Pandangan masyarakat luas tersebut mungkin dikarenakan kedua konsep tersebut digunakan oleh dua ormas Islam terbesar di Indonesia, yaitu Nahdlatul Ulama (NU) dan Muhammadiyah. Dalam pemahaman umum, diakui atau tidak, pendapat/ajaran yang berasal dari kedua ormas tersebut sering kali “bertentangan”.
Sebuah metode
Hisab dalam arti luas dapat diterjemahkan sebagai sebuah metode atau sistem perhitungan yang diperoleh dari penalaran analitik maupun empirik. Sedangkan rukyat dapat diterjemahkan sebagai sebuah pengamatan sistematik yang didasarkan atas data yang ada.

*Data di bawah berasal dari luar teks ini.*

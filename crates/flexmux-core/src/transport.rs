//! Transport traits.
//!
//! A session writes encoded frames through a [`Transport`] and is fed decoded
//! frames from a [`FrameSource`] by [`Session::run`](crate::Session::run). The
//! two halves are separate so the read loop never contends with writers.

use std::future::Future;

use bytes::Bytes;

use crate::{Frame, TransportError};

/// Ordered byte sink shared by all writers of a session.
///
/// The session never has more than one `write` outstanding.
pub trait Transport: Send + Sync + 'static {
    /// Write one encoded frame. Resolves once the bytes were handed to the
    /// underlying connection.
    fn write(&self, bytes: Bytes) -> impl Future<Output = Result<(), TransportError>> + Send;

    /// Close the connection. Later writes fail with [`TransportError::Closed`].
    fn close(&self);

    fn is_closed(&self) -> bool;
}

/// Inbound half: yields decoded frames in arrival order.
pub trait FrameSource: Send + 'static {
    /// `Ok(None)` on clean end of input.
    fn next_frame(&mut self) -> impl Future<Output = Result<Option<Frame>, TransportError>> + Send;
}

#[cfg(feature = "mem")]
pub mod mem;
#[cfg(feature = "stream")]
pub mod stream;
//! Transport over tokio byte streams (TCP, Unix sockets, duplex pipes, ...).

use std::sync::Arc;
use std::sync::atomic::{AtomicBool, Ordering};

use bytes::{Bytes, BytesMut};
use tokio::io::{AsyncRead, AsyncReadExt, AsyncWrite, AsyncWriteExt};
use tokio::sync::Mutex as AsyncMutex;

use crate::{DecodeError, FlexCodec, Frame, FrameCodec, FrameSource, Transport, TransportError};

const READ_CHUNK: usize = 8 * 1024;

type BoxedWriter = Box<dyn AsyncWrite + Unpin + Send + Sync>;

/// Writing half of a byte stream.
#[derive(Clone)]
pub struct StreamTransport {
    inner: Arc<StreamInner>,
}

struct StreamInner {
    writer: AsyncMutex<BoxedWriter>,
    closed: AtomicBool,
}

impl std::fmt::Debug for StreamTransport {
    fn fmt(&self, f: &mut std::fmt::Formatter<'_>) -> std::fmt::Result {
        f.debug_struct("StreamTransport")
            .field("closed", &self.is_closed())
            .finish_non_exhaustive()
    }
}

impl StreamTransport {
    pub fn new<W>(writer: W) -> Self
    where
        W: AsyncWrite + Unpin + Send + Sync + 'static,
    {
        Self {
            inner: Arc::new(StreamInner {
                writer: AsyncMutex::new(Box::new(writer)),
                closed: AtomicBool::new(false),
            }),
        }
    }
}

impl Transport for StreamTransport {
    async fn write(&self, bytes: Bytes) -> Result<(), TransportError> {
        if self.is_closed() {
            return Err(TransportError::Closed);
        }
        let mut writer = self.inner.writer.lock().await;
        writer.write_all(&bytes).await?;
        writer.flush().await?;
        Ok(())
    }

    /// Marks the transport closed and shuts the write side down in the
    /// background, so the peer reads end of input.
    fn close(&self) {
        if self.inner.closed.swap(true, Ordering::AcqRel) {
            return;
        }
        let inner = self.inner.clone();
        match tokio::runtime::Handle::try_current() {
            Ok(handle) => {
                handle.spawn(async move {
                    if let Err(e) = inner.writer.lock().await.shutdown().await {
                        tracing::debug!(error = %e, "stream shutdown failed");
                    }
                });
            }
            Err(_) => tracing::debug!("no runtime to shut the stream down; relying on drop"),
        }
    }

    fn is_closed(&self) -> bool {
        self.inner.closed.load(Ordering::Acquire)
    }
}

/// Reading half of a byte stream, decoding frames as they complete.
pub struct StreamFrameSource<R> {
    reader: R,
    buf: BytesMut,
    codec: Arc<dyn FrameCodec>,
}

impl<R> std::fmt::Debug for StreamFrameSource<R> {
    fn fmt(&self, f: &mut std::fmt::Formatter<'_>) -> std::fmt::Result {
        f.debug_struct("StreamFrameSource")
            .field("buffered", &self.buf.len())
            .finish_non_exhaustive()
    }
}

impl<R> StreamFrameSource<R>
where
    R: AsyncRead + Unpin + Send + 'static,
{
    pub fn new(reader: R, codec: Arc<dyn FrameCodec>) -> Self {
        Self {
            reader,
            buf: BytesMut::with_capacity(READ_CHUNK),
            codec,
        }
    }
}

impl<R> FrameSource for StreamFrameSource<R>
where
    R: AsyncRead + Unpin + Send + 'static,
{
    async fn next_frame(&mut self) -> Result<Option<Frame>, TransportError> {
        loop {
            if let Some(frame) = self.codec.decode(&mut self.buf)? {
                return Ok(Some(frame));
            }
            self.buf.reserve(READ_CHUNK);
            if self.reader.read_buf(&mut self.buf).await? == 0 {
                if self.buf.is_empty() {
                    return Ok(None);
                }
                return Err(DecodeError::Truncated {
                    buffered: self.buf.len(),
                }
                .into());
            }
        }
    }
}

/// Split a bidirectional stream into a transport and a frame source.
pub fn split<S>(
    io: S,
    codec: Arc<dyn FrameCodec>,
) -> (StreamTransport, StreamFrameSource<tokio::io::ReadHalf<S>>)
where
    S: AsyncRead + AsyncWrite + Unpin + Send + Sync + 'static,
{
    let (reader, writer) = tokio::io::split(io);
    (
        StreamTransport::new(writer),
        StreamFrameSource::new(reader, codec),
    )
}

/// Two connected ends over an in-process duplex pipe, using [`FlexCodec`].
pub fn pair() -> (
    (StreamTransport, StreamFrameSource<tokio::io::ReadHalf<tokio::io::DuplexStream>>),
    (StreamTransport, StreamFrameSource<tokio::io::ReadHalf<tokio::io::DuplexStream>>),
) {
    let codec: Arc<dyn FrameCodec> = Arc::new(FlexCodec::new());
    let (a, b) = tokio::io::duplex(64 * 1024);
    (split(a, codec.clone()), split(b, codec))
}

Hisab bukanlah sebuah metode yang muncul secara tiba-tiba. Sebab, adanya hisab diawali dari rukyat yang panjang. Benar tidaknya sebuah hisab tentunya harus diuji secara langsung melalui pengamatan (rukyat) terhadap fenomena alam yang dihisab. Sebagus dan sebaik apa pun sebuah metode hisab, jika tidak sesuai dengan fenomena yang dihisab tentu tidak dapat dikatakan benar.
Demikian juga halnya dengan rukyat. Pelaksanaan rukyat yang tidak pernah menghasilkan sebuah sistem atau metode perhitungan (hisab) yang dapat membantu dalam pelaksanaan rukyat berikutnya merupakan rukyat yang sia-sia. Karena, apa yang dilakukan hari ini tidak lebih baik daripada apa yang pernah dilakukan.
Oleh karena itu, kombinasi hisab dan rukyat merupakan kombinasi harmonis agar ilmu falak di Indonesia dapat berkembang. Sesuai dengan asalnya, ilmu falak—yang tidak lain merupakan bagian dari astronomi—modern saat ini merupakan observational sains.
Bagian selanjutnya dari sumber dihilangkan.